On 20 Apr 2009, at 22:19, Dan Allen wrote:
On Sun, Apr 19, 2009 at 11:13 PM, Shane Bryzak
<shane.bryzak(a)jboss.com> wrote:
Ok, so now we have the following structure:
/seam
/docs
/trunk
/examples
/trunk
/booking
/modules
/trunk
/captcha
/debug
/drools
/excel
/framework
/international
/interop
/ioc
/jms
/mail
/pdf
/remoting
/resteasy
/rss
/security
/ui
/version-matrix
/wicket
/sandbox
/trunk
/seam-gen
/trunk
First off, yeah! I can already feel the agility coming on.
Where's the parent? For instance, if I were to check out all trunks,
can I run just one maven command to get all the JARs? If there isn't
an answer yet, that's fine.
Modules can have a parent, as can examples etc.
We'll also need a script (ant or maven assembly) to build a dist.
The original /seam/trunk still contains the bootstrap, build and
common directories plus readme's etc, but will eventually be going
away. I've removed most of the content from all the modules
directories and all examples so that we can start with a fresh slate
for Seam 3.
Good. I have never seen a migration effort complete that didn't
start with a semi-clean to fully-clean state. You just never get rid
of the cruft unless you bring code back in gradually.

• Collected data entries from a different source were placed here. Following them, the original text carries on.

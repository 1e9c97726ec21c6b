//! Database schema migrations for the task board.
//!
//! Migrations are versioned and applied automatically when opening the database.
//! The `schema_version` table tracks the current migration version.

use rusqlite::{Connection, Result as SqliteResult};

/// Current schema version.
pub const SCHEMA_VERSION: i32 = 2;

/// Apply all pending migrations to bring the database to the current schema version.
///
/// # Errors
/// Returns an error if migration fails.
pub fn migrate(conn: &Connection) -> SqliteResult<()> {
    create_schema_version_table(conn)?;

    let current_version = get_schema_version(conn);

    if current_version < 1 {
        migrate_v1(conn)?;
    }
    if current_version < 2 {
        migrate_v2(conn)?;
    }

    Ok(())
}

fn create_schema_version_table(conn: &Connection) -> SqliteResult<()> {
    conn.execute_batch(
        "CREATE TABLE IF NOT EXISTS schema_version (
            version INTEGER PRIMARY KEY
        );",
    )
}

/// Returns 0 if no version is set (initial database).
pub fn get_schema_version(conn: &Connection) -> i32 {
    conn.query_row("SELECT version FROM schema_version", [], |row| {
        row.get::<_, i32>(0)
    })
    .unwrap_or_else(|e| {
        if !matches!(e, rusqlite::Error::QueryReturnedNoRows) {
            tracing::warn!(error = %e, "failed to read schema_version");
        }
        0
    })
}

fn set_schema_version(conn: &Connection, version: i32) -> SqliteResult<()> {
    conn.execute("DELETE FROM schema_version", [])?;
    conn.execute("INSERT INTO schema_version (version) VALUES (?1)", [version])?;
    Ok(())
}

fn has_column(conn: &Connection, table: &str, column: &str) -> SqliteResult<bool> {
    let count: i32 = conn.query_row(
        "SELECT COUNT(*) FROM pragma_table_info(?1) WHERE name = ?2",
        [table, column],
        |row| row.get(0),
    )?;
    Ok(count > 0)
}

/// Migration v1: the plain task list.
///
/// `IF NOT EXISTS` keeps databases created before versioning intact.
fn migrate_v1(conn: &Connection) -> SqliteResult<()> {
    let tx = conn.unchecked_transaction()?;
    tx.execute_batch(
        "CREATE TABLE IF NOT EXISTS tasks (
            id          INTEGER PRIMARY KEY AUTOINCREMENT,
            title       TEXT NOT NULL,
            description TEXT,
            priority    TEXT DEFAULT 'medium',
            due_date    TEXT,
            completed   INTEGER DEFAULT 0,
            created_at  TEXT NOT NULL
        );",
    )?;
    set_schema_version(&tx, 1)?;
    tx.commit()?;
    tracing::debug!("applied schema migration v1");
    Ok(())
}

/// Migration v2: kanban status and prioritization fields.
///
/// Adds, when missing:
/// - status: todo | inprogress | done, backfilled from `completed`
/// - eisenhower_evaluation: JSON-encoded stored evaluation
/// - estimated_duration: effort in hours
/// - start_deadline: derived start-by date
fn migrate_v2(conn: &Connection) -> SqliteResult<()> {
    let tx = conn.unchecked_transaction()?;

    if !has_column(&tx, "tasks", "status")? {
        tx.execute_batch("ALTER TABLE tasks ADD COLUMN status TEXT DEFAULT 'todo';")?;
        tx.execute(
            "UPDATE tasks SET status = CASE WHEN completed = 1 THEN 'done' ELSE 'todo' END",
            [],
        )?;
    }
    let columns = [
        ("eisenhower_evaluation", "TEXT"),
        ("estimated_duration", "REAL"),
        ("start_deadline", "TEXT"),
    ];
    for (column, ty) in columns {
        if !has_column(&tx, "tasks", column)? {
            tx.execute_batch(&format!("ALTER TABLE tasks ADD COLUMN {column} {ty};"))?;
        }
    }

    tx.execute_batch(
        "CREATE INDEX IF NOT EXISTS idx_tasks_status ON tasks(status);
         CREATE INDEX IF NOT EXISTS idx_tasks_created_at ON tasks(created_at);",
    )?;

    set_schema_version(&tx, 2)?;
    tx.commit()?;
    tracing::debug!("applied schema migration v2");
    Ok(())
}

The work that we do for the new booking example and security module
will set the standard for further examples and modules as we port
them from the 2_1 branch. It's currently undecided as to where the
Seam 2 -> 3 bridge code will go, probably in its own module or
separate top-level directory.
I really see this as a module. It's no different than our current
spring (and now guice) integration in that sense. We could have an
"ioc" common module and then have modules that build on that. But in
general it is IoC (or really DI) related.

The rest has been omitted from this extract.